Abbygail’s belongings. Almost everything seems to have been acquired post-arrival. There are books—romance novels and nursing texts. Clothing and toiletries, all generic. An equally generic stuffed animal, the kind you get at the fair in those “everyone’s a winner” games—a creature that could be a dog, a cat, or a bear. It’s tattered enough to suggest it was one thing she did bring from home. There’s a necklace around the animal’s neck. A tin heart with a makeshift inscription. JP & AK 4ever. It looks like the sort of thing a preteen boy would give a girl, and I wonder if it’s the same one who gave her the bear—a first love, long gone, relics of another life.

I think that’s all there is. Then paper crinkles in the lining of her old suitcase. I tug it out, hoping to see some secret clue to start me on my path.

It’s a photo. The old-style Polaroid kind. But it was taken here. There are decorations in the background, as if for a party. The girl in it must be Abbygail Kemp. Dark hair. Tan skin. Mixed-race background, and I won’t speculate what it is—I hate it when anyone does that with me. Her thin face is lit up in a grin as she mugs for the camera. She looks happy. That’s my first thought—she’s so happy—and I think that’s why she kept the photo and hid it, because she wanted to remember Rockton after she left.

Then I see the whole picture. There’s someone beside her. It’s Dalton. He’s not posing for the photo. Doesn’t even seem to know it’s being snapped, because he’s looking off to the side, in the middle of saying something to someone. Abbygail is making a face behind his back, fingers raised to give him bunny ears. This is why she kept it. He’s why she kept it. Squirrelled away in the lining of her bag. I see that photo, and my heart breaks a little for a girl I never knew. A girl who was happy here in Rockton. A girl with a cheap stuffed toy and tin necklace and a picture of a man she’d never have, but that’d been okay, because she just liked the feeling of having a crush. Of being a normal girl.

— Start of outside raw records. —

//! Page rendering and the donate form endpoint.

use axum::extract::{Path, State};
use axum::http::{StatusCode, Uri};
use axum::response::IntoResponse;
use axum::routing::{get, post};
use axum::{Json, Router};

use crate::app::AppContext;
use crate::donation::{DonationOutcome, submit_donation};
use crate::onboarding::CandidateValues;

use super::route::Route;
use super::view::{PageView, render};

fn page_response(view: PageView) -> (StatusCode, Json<PageView>) {
    let status = if view.is_not_found() {
        StatusCode::NOT_FOUND
    } else {
        StatusCode::OK
    };
    (status, Json(view))
}

/// GET /pages
async fn home_page(State(ctx): State<AppContext>) -> impl IntoResponse {
    page_response(render(&Route::Home, &ctx).await)
}

/// GET /pages/{*path}
async fn get_page(State(ctx): State<AppContext>, Path(path): Path<String>) -> impl IntoResponse {
    let route = Route::parse(&format!("/{path}"));
    page_response(render(&route, &ctx).await)
}

/// Any path not matched by the API renders the not-found page.
pub async fn fallback(State(ctx): State<AppContext>, uri: Uri) -> impl IntoResponse {
    let route = Route::NotFound {
        path: uri.path().to_string(),
    };
    page_response(render(&route, &ctx).await)
}

/// POST /api/donate/{id}
///
/// 404 for an unknown opportunity, 422 for form errors, 409 without a
/// connected wallet, 502 when the wallet failed.
async fn donate(
    State(ctx): State<AppContext>,
    Path(id): Path<String>,
    Json(candidate): Json<CandidateValues>,
) -> impl IntoResponse {
    let Some(opportunity) = ctx.catalog.opportunity_by_id(&id) else {
        return page_response(render(&Route::Donate { id }, &ctx).await).into_response();
    };

    let outcome = submit_donation(&ctx.wallet, ctx.toasts.as_ref(), opportunity, &candidate).await;
    let status = match outcome {
        DonationOutcome::Completed { .. } => StatusCode::OK,
        DonationOutcome::Invalid { .. } => StatusCode::UNPROCESSABLE_ENTITY,
        DonationOutcome::WalletNotConnected => StatusCode::CONFLICT,
        DonationOutcome::Failed => StatusCode::BAD_GATEWAY,
    };
    (status, Json(outcome)).into_response()
}

/// Build the page and donate routes.
pub fn page_routes(ctx: AppContext) -> Router {
    Router::new()
        .route("/pages", get(home_page))
        .route("/pages/{*path}", get(get_page))
        .route("/api/donate/{id}", post(donate))
        .with_state(ctx)
}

Abbygail wouldn’t want Dalton to see that photo. Wouldn’t want him to know she’d held onto it. I tuck it back under the lining. I’ll keep her secret for her.

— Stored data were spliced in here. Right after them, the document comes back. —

//! OnboardingWizard — owns the wizard state and mediates every transition.

use std::sync::Arc;

use serde::Serialize;
use tracing::{debug, info, warn};

use crate::notify::{Notification, Notifier};

use super::model::{RecipientApplication, StepRecord};
use super::schema::{CandidateValues, FieldErrors, FORM_ERROR_KEY};
use super::state::{OnboardingStep, WizardState, WizardStatus};

/// Receives the finished application after the last step validates.
pub trait SubmissionHandler: Send + Sync {
    fn submit(&self, application: &RecipientApplication);
}

/// Logs the application and tells the user it is under review.
pub struct NotifyingSubmissionHandler {
    notifier: Arc<dyn Notifier>,
}

impl NotifyingSubmissionHandler {
    pub fn new(notifier: Arc<dyn Notifier>) -> Self {
        Self { notifier }
    }
}

impl SubmissionHandler for NotifyingSubmissionHandler {
    fn submit(&self, application: &RecipientApplication) {
        info!(
            recipient = %application.basic_info.name,
            title = %application.opportunity.title,
            category = %application.opportunity.category,
            goal = %application.opportunity.goal_amount,
            proofs = application.wallet.proof_cids.len(),
            "Recipient application submitted"
        );
        self.notifier.notify(Notification::info(
            "Registration Submitted!",
            "Your recipient profile has been submitted for verification.",
        ));
    }
}

/// Result of submitting the active step.
#[derive(Debug, Clone, PartialEq, Eq, Serialize)]
#[serde(tag = "outcome", rename_all = "snake_case")]
pub enum StepOutcome {
    /// Step accepted, wizard moved forward.
    Advanced { to: OnboardingStep },
    /// Last step accepted, application handed to the submission handler.
    Submitted { application: RecipientApplication },
    /// Validation failed; nothing changed.
    Rejected { errors: FieldErrors },
    /// The wizard already submitted and is waiting for `initialize`.
    AlreadySubmitted,
}

/// Serializable snapshot of the wizard for rendering.
#[derive(Debug, Clone, PartialEq, Serialize)]
#[serde(rename_all = "camelCase")]
pub struct WizardView {
    pub step: OnboardingStep,
    pub index: usize,
    pub total: usize,
    pub title: &'static str,
    pub description: &'static str,
    pub progress: u32,
    pub status: WizardStatus,
    pub values: CandidateValues,
}

/// The recipient onboarding wizard.
///
/// Validation failures are returned as [`StepOutcome::Rejected`]; no
/// operation here returns an error.
pub struct OnboardingWizard {
    state: WizardState,
    handler: Arc<dyn SubmissionHandler>,
}

impl OnboardingWizard {
    pub fn new(handler: Arc<dyn SubmissionHandler>) -> Self {
        Self {
            state: WizardState::default(),
            handler,
        }
    }

    /// Back to the first step with an empty record.
    pub fn initialize(&mut self) {
        self.state = WizardState::default();
        debug!("Onboarding wizard initialized");
    }

    pub fn state(&self) -> &WizardState {
        &self.state
    }

    pub fn active_step(&self) -> OnboardingStep {
        self.state.active_step
    }

    /// Validate `candidate` against the active step.
    ///
    /// On success only the active step's slot is replaced. Earlier steps are
    /// not re-validated.
    pub fn submit_active_step(&mut self, candidate: &CandidateValues) -> StepOutcome {
        if self.state.is_submitted() {
            debug!("Submit ignored, application already submitted");
            return StepOutcome::AlreadySubmitted;
        }

        let step = self.state.active_step;
        let record = match StepRecord::parse(step, candidate) {
            Ok(record) => record,
            Err(errors) => {
                debug!(step = %step, errors = errors.len(), "Step rejected");
                return StepOutcome::Rejected { errors };
            }
        };

        if step.is_last() {
            let previous = self.state.record.clone();
            self.state.record.insert(record);
            let Some(application) = self.state.record.complete() else {
                warn!(step = %step, "Final step reached with incomplete record");
                self.state.record = previous;
                let mut errors = FieldErrors::new();
                errors.insert(FORM_ERROR_KEY, "Please complete every step before submitting");
                return StepOutcome::Rejected { errors };
            };
            self.handler.submit(&application);
            self.state.status = WizardStatus::Submitted;
            return StepOutcome::Submitted { application };
        }

        self.state.record.insert(record);
        match self.state.advance() {
            Ok(to) => {
                info!(from = %step, to = %to, "Onboarding step completed");
                StepOutcome::Advanced { to }
            }
            Err(e) => {
                // Unreachable while `is_last` and `next` agree.
                warn!(step = %step, error = %e, "Failed to advance onboarding step");
                StepOutcome::Advanced { to: step }
            }
        }
    }

    /// Step back once and return the re-seeded values for the new step.
    ///
    /// No-op on the first step and after submission; the current values are
    /// returned either way.
    pub fn go_to_previous_step(&mut self) -> CandidateValues {
        if !self.state.is_submitted() {
            if let Some(step) = self.state.retreat() {
                debug!(step = %step, "Moved back");
            }
        }
        self.candidate_values()
    }

    /// Values to show in the active step's form.
    pub fn candidate_values(&self) -> CandidateValues {
        let step = self.state.active_step;
        step.schema().seed(&self.state.record.values_for(step))
    }

    pub fn view(&self) -> WizardView {
        let step = self.state.active_step;
        WizardView {
            step,
            index: step.index(),
            total: OnboardingStep::COUNT,
            title: step.title(),
            description: step.description(),
            progress: step.progress_percent(),
            status: self.state.status,
            values: self.candidate_values(),
        }
    }
}

#[cfg(test)]
mod tests {
    use std::sync::Mutex;

    use serde_json::{Value, json};

    use super::*;

    #[derive(Default)]
    struct Recording(Mutex<Vec<RecipientApplication>>);

    impl SubmissionHandler for Recording {
        fn submit(&self, application: &RecipientApplication) {
            self.0.lock().unwrap().push(application.clone());
        }
    }

    fn values(v: Value) -> CandidateValues {
        v.as_object().cloned().unwrap()
    }

    fn wizard() -> (OnboardingWizard, Arc<Recording>) {
        let handler = Arc::new(Recording::default());
        (OnboardingWizard::new(handler.clone()), handler)
    }

    fn opportunity() -> CandidateValues {
        values(json!({
            "title": "Clean Water",
            "summary": "Wells for three rural villages",
            "description": "We will drill and maintain three wells serving over a thousand people.",
            "impact": "Safe water for 1200 residents",
            "category": "Environment",
            "country": "Kenya",
            "proofType": "Images",
            "goalAmount": "500"
        }))
    }

    #[test]
    fn rejected_step_changes_nothing() {
        let (mut wizard, _) = wizard();
        let outcome = wizard.submit_active_step(&values(json!({ "name": "Al", "bio": "short" })));

        let StepOutcome::Rejected { errors } = outcome else {
            panic!("expected rejection");
        };
        assert_eq!(errors.get("bio"), Some("Biography must be at least 10 characters"));
        assert!(!errors.contains("name"));
        assert_eq!(wizard.active_step(), OnboardingStep::BasicInfo);
        assert!(wizard.state().record.is_empty());
    }

    #[test]
    fn valid_step_advances_by_one() {
        let (mut wizard, _) = wizard();
        let candidate = values(json!({ "name": "Ada", "bio": "Builds water filters" }));
        let outcome = wizard.submit_active_step(&candidate);
        assert_eq!(
            outcome,
            StepOutcome::Advanced {
                to: OnboardingStep::OpportunityDetails
            }
        );
        assert!(wizard.state().record.has(OnboardingStep::BasicInfo));
    }

    #[test]
    fn back_reseeds_previous_values() {
        let (mut wizard, _) = wizard();
        wizard.submit_active_step(&values(json!({ "name": "Ada", "bio": "Builds water filters" })));
        wizard.submit_active_step(&opportunity());

        let seeded = wizard.go_to_previous_step();
        assert_eq!(wizard.active_step(), OnboardingStep::OpportunityDetails);
        assert_eq!(seeded["goalAmount"], "500");
        assert_eq!(seeded["city"], "");
        assert_eq!(seeded["isGlobal"], false);
    }

    #[test]
    fn fresh_step_shows_defaults() {
        let (wizard, _) = wizard();
        let values = wizard.candidate_values();
        assert_eq!(values["name"], "");
        assert_eq!(values["bio"], "");
    }

    #[test]
    fn view_reports_progress() {
        let (mut wizard, _) = wizard();
        wizard.submit_active_step(&values(json!({ "name": "Ada", "bio": "Builds water filters" })));
        let view = wizard.view();
        assert_eq!(view.index, 1);
        assert_eq!(view.total, 4);
        assert_eq!(view.progress, 33);
        assert_eq!(view.title, "Opportunity Details");
        assert_eq!(view.status, WizardStatus::InProgress);
    }

    #[test]
    fn full_run_submits_once_then_freezes() {
        let (mut wizard, handler) = wizard();
        wizard.submit_active_step(&values(json!({ "name": "Ada", "bio": "Builds water filters" })));
        wizard.submit_active_step(&opportunity());
        wizard.submit_active_step(&values(json!({
            "walletAddress": "0x1234567890abcdef1234567890abcdef12345678"
        })));
        let identity = values(json!({
            "proofOfIdentity": "passport",
            "proofOfWork": "three wells",
            "agreeToTerms": true
        }));

        let outcome = wizard.submit_active_step(&identity);
        assert!(matches!(outcome, StepOutcome::Submitted { .. }));
        assert_eq!(wizard.active_step(), OnboardingStep::IdentityVerification);
        assert_eq!(wizard.submit_active_step(&identity), StepOutcome::AlreadySubmitted);
        wizard.go_to_previous_step();
        assert_eq!(wizard.active_step(), OnboardingStep::IdentityVerification);
        assert_eq!(handler.0.lock().unwrap().len(), 1);

        wizard.initialize();
        assert_eq!(wizard.active_step(), OnboardingStep::BasicInfo);
        assert!(wizard.state().record.is_empty());
        assert_eq!(wizard.state().status, WizardStatus::InProgress);
    }

    #[test]
    fn notifying_handler_raises_one_toast() {
        let queue = crate::notify::ToastQueue::new(10);
        let handler = NotifyingSubmissionHandler::new(queue.clone());
        let (mut wizard, _) = wizard();
        wizard.submit_active_step(&values(json!({ "name": "Ada", "bio": "Builds water filters" })));
        wizard.submit_active_step(&opportunity());
        wizard.submit_active_step(&values(json!({
            "walletAddress": "0x1234567890abcdef1234567890abcdef12345678"
        })));
        let StepOutcome::Submitted { application } = wizard.submit_active_step(&values(json!({
            "proofOfIdentity": "passport",
            "proofOfWork": "three wells",
            "agreeToTerms": true
        }))) else {
            panic!("expected submission");
        };

        handler.submit(&application);
        let recent = queue.recent();
        assert_eq!(recent.len(), 1);
        assert_eq!(recent[0].title, "Registration Submitted!");
    }
}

I have interviews scheduled for that afternoon. Well, they’re on my schedule. That’s all that counts in Rockton, because I have complete freedom to interview anyone I want, whenever I want, wherever I want.

Dalton tags along for the first few, making sure everyone’s playing nice with the new detective. They are. Then he’s called off on a problem—something to do with resource management, which doesn’t exactly seem like law enforcement, but I get the feeling Dalton’s job description extends well beyond throwing drunks in the cell.

I’m interviewing a guy named Pierre Lang. Two days before Abbygail disappeared, he’d hassled her at the clinic when she refused to refill a prescription without Beth’s say-so. It turned out the refill was legit, but Abbygail had no way of knowing that—the script existed only in Beth’s perfect file cabinet of a brain. So Abbygail had been right to refuse, and the delay was only an hour or two, but Pierre had gone off on her loudly enough for Kenny and a couple of the other militia boys to hear from the street and come running to her rescue.

Now Lang—a tall, fussily tidy man with a goatee—sits in the living room of his apartment, telling me how everyone overreacted.

“Including you?” I ask.

“No, Ms. Butler, I did not.”

“It’s Detective Butler.”

He bristles. I get a vibe that says he doesn’t like women very much. Or maybe it’s not a vibe as much as an extrapolation, given what I read that morning.

Lang is in Dalton’s journal. He’s one of the confirmed cases. And having read what he did, I cannot forget it, as hard as I’m trying to remain neutral.

“I did not overreact, Detective Butler. I need that medication.”

“Fluvoxamine,” I say.

“How—?” He pulls himself taut with indignation. “My medical history is my private business.”